Example app
Endless example application is a small API for managing imaginary bookings for passenger trips from some origin to some destination, as well as tracking positions and speeds of vehicles. It can be found in endless-example and can be run directly: sbt run.
API
It has a simple CRUD API for bookings and vehicles:
source HttpRoutes
.of[IO] {
case req @ POST -> Root / "booking" => postBooking(bookingRepository, req)
case GET -> Root / "booking" / UUIDVar(id) => getBooking(bookingRepository, id)
case req @ PATCH -> Root / "booking" / UUIDVar(id) =>
patchBooking(bookingRepository, req, id)
case POST -> Root / "booking" / UUIDVar(id) / "cancel" =>
cancelBooking(bookingRepository, id)
case GET -> Root / "vehicle" / UUIDVar(id) / "speed" =>
getVehicleSpeed(vehicleRepository, id)
case GET -> Root / "vehicle" / UUIDVar(id) / "position" =>
getVehiclePosition(vehicleRepository, id)
case GET -> Root / "vehicle" / UUIDVar(id) / "recoveryCount" =>
getVehicleRecoveryCount(vehicleRepository, id)
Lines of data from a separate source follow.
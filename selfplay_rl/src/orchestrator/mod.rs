//! Run orchestration.
//!
//! - [`Orchestrator`]: spawns the trainer and actor pool, drives the session
//!   loop and shuts everything down
//! - [`SelfPlayComponents`]: factory for the game, models and search
//! - [`PhaseTracker`]: bootstrap to search switch for new actors
//! - [`result_experiences`]: result validation and credit assignment

pub mod components;
pub mod ingest;
pub mod orchestrator;
pub mod phase;

#[cfg(test)]
mod tests;

pub use components::{SelfPlayComponents, StateOf};
pub use ingest::{result_experiences, validate_result, ResultError};
pub use orchestrator::{Orchestrator, OrchestratorError, SpawnRecord};
pub use phase::{Phase, PhaseTracker};
//! Deterministic per-job seed stream.

use rand::{Rng, SeedableRng};
use rand_chacha::ChaCha8Rng;
use std::time::{SystemTime, UNIX_EPOCH};

/// Exclusive upper bound of every job seed (`2^31 - 1`).
pub const SEED_UPPER_BOUND: u64 = (1 << 31) - 1;

/// Seeds drawn from one generator, reproducible given the master seed.
#[derive(Debug, Clone)]
pub struct SeedSequence {
    master: u64,
    rng: ChaCha8Rng,
}

impl SeedSequence {
    pub fn new(master: u64) -> Self {
        Self {
            master,
            rng: ChaCha8Rng::seed_from_u64(master),
        }
    }

    /// Use `master` when given, otherwise derive one from the wall clock.
    pub fn from_optional(master: Option<u64>) -> Self {
        Self::new(master.unwrap_or_else(clock_seed))
    }

    /// The seed this sequence was created from.
    pub fn master(&self) -> u64 {
        self.master
    }

    /// Next seed in `[0, 2^31 - 1)`.
    pub fn next_seed(&mut self) -> u64 {
        self.rng.gen_range(0..SEED_UPPER_BOUND)
    }
}

/// Current time in milliseconds folded into `[0, 2^32 - 1)`.
fn clock_seed() -> u64 {
    let millis = SystemTime::now()
        .duration_since(UNIX_EPOCH)
        .map(|d| d.as_millis())
        .unwrap_or_default();
    (millis % u128::from(u32::MAX)) as u64
}

#[cfg(test)]
mod tests {
    use super::*;

    #[test]
    fn test_same_master_same_sequence() {
        let mut a = SeedSequence::new(1234);
        let mut b = SeedSequence::new(1234);
        let first: Vec<u64> = (0..100).map(|_| a.next_seed()).collect();
        let second: Vec<u64> = (0..100).map(|_| b.next_seed()).collect();
        assert_eq!(first, second);
    }

    #[test]
    fn test_different_master_differs() {
        let mut a = SeedSequence::new(1);
        let mut b = SeedSequence::new(2);
        let first: Vec<u64> = (0..16).map(|_| a.next_seed()).collect();
        let second: Vec<u64> = (0..16).map(|_| b.next_seed()).collect();
        assert_ne!(first, second);
    }

    #[test]
    fn test_seeds_in_range() {
        let mut seeds = SeedSequence::new(99);
        for _ in 0..1000 {
            assert!(seeds.next_seed() < SEED_UPPER_BOUND);
        }
    }

    #[test]
    fn test_clock_seed_fits_u32() {
        let seeds = SeedSequence::from_optional(None);
        assert!(seeds.master() < u64::from(u32::MAX));
        assert_eq!(SeedSequence::from_optional(Some(5)).master(), 5);
    }
}
//! Single-slot mailbox carrying weight snapshots from the trainer.
//!
//! The trainer publishes, the orchestrator takes. A publish overwrites any
//! snapshot that has not been taken yet, so readers only ever see the newest
//! weights and stale snapshots never pile up.
//!
//! ```text
//! Memory invariant: slot.pending <= 1 snapshot at all times
//! ```

use parking_lot::Mutex;
use std::sync::Arc;

/// Immutable copy of the policy and value weights at one training step.
///
/// Cloning is cheap: the weight buffers are shared and never mutated.
#[derive(Debug, Clone, PartialEq)]
pub struct WeightSnapshot {
    version: u64,
    policy: Arc<[f32]>,
    value: Arc<[f32]>,
}

impl WeightSnapshot {
    pub fn new(version: u64, policy: Vec<f32>, value: Vec<f32>) -> Self {
        Self {
            version,
            policy: policy.into(),
            value: value.into(),
        }
    }

    /// Monotonically increasing version assigned by the trainer.
    pub fn version(&self) -> u64 {
        self.version
    }

    pub fn policy(&self) -> &[f32] {
        &self.policy
    }

    pub fn value(&self) -> &[f32] {
        &self.value
    }
}

/// Capacity-1 overwrite-newest container.
pub struct WeightSlot<M> {
    pending: Mutex<Option<M>>,
}

impl<M> WeightSlot<M> {
    /// Create an empty slot.
    pub fn new() -> Self {
        Self {
            pending: Mutex::new(None),
        }
    }

    /// Publish a value, overwriting any pending one.
    ///
    /// Returns true if a pending value was overwritten.
    pub fn publish(&self, value: M) -> bool {
        self.pending.lock().replace(value).is_some()
    }

    /// Publish only when the slot is empty.
    ///
    /// `make` runs under the slot lock and is skipped entirely when a value is
    /// still pending. Returns true if a value was published.
    pub fn publish_if_empty(&self, make: impl FnOnce() -> M) -> bool {
        let mut guard = self.pending.lock();
        if guard.is_some() {
            return false;
        }
        *guard = Some(make());
        true
    }

    /// Take the pending value, leaving the slot empty.
    pub fn take(&self) -> Option<M> {
        self.pending.lock().take()
    }
}

impl<M> Default for WeightSlot<M> {
    fn default() -> Self {
        Self::new()
    }
}

/// Weight slot shared between the trainer and the orchestrator.
pub type SharedWeightSlot = Arc<WeightSlot<WeightSnapshot>>;

/// Create a new shared weight slot.
pub fn weight_slot() -> SharedWeightSlot {
    Arc::new(WeightSlot::new())
}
case req @ POST -> Root / "vehicle" / UUIDVar(id) / "speed" =>
setVehicleSpeed(vehicleRepository, id, req)
case req @ POST -> Root / "vehicle" / UUIDVar(id) / "position" =>
setVehiclePosition(vehicleRepository, id, req)
case GET -> Root / "health" =>
isUp.flatMap {
case true => Ok("OK")
case false => ServiceUnavailable("Cluster member is down")
}
}
.orNotFound
)
Scaffolding
The application is assembled via calls to deployEntity (for bookings) and deployDurableEntity (for vehicles) (see runtime for more details)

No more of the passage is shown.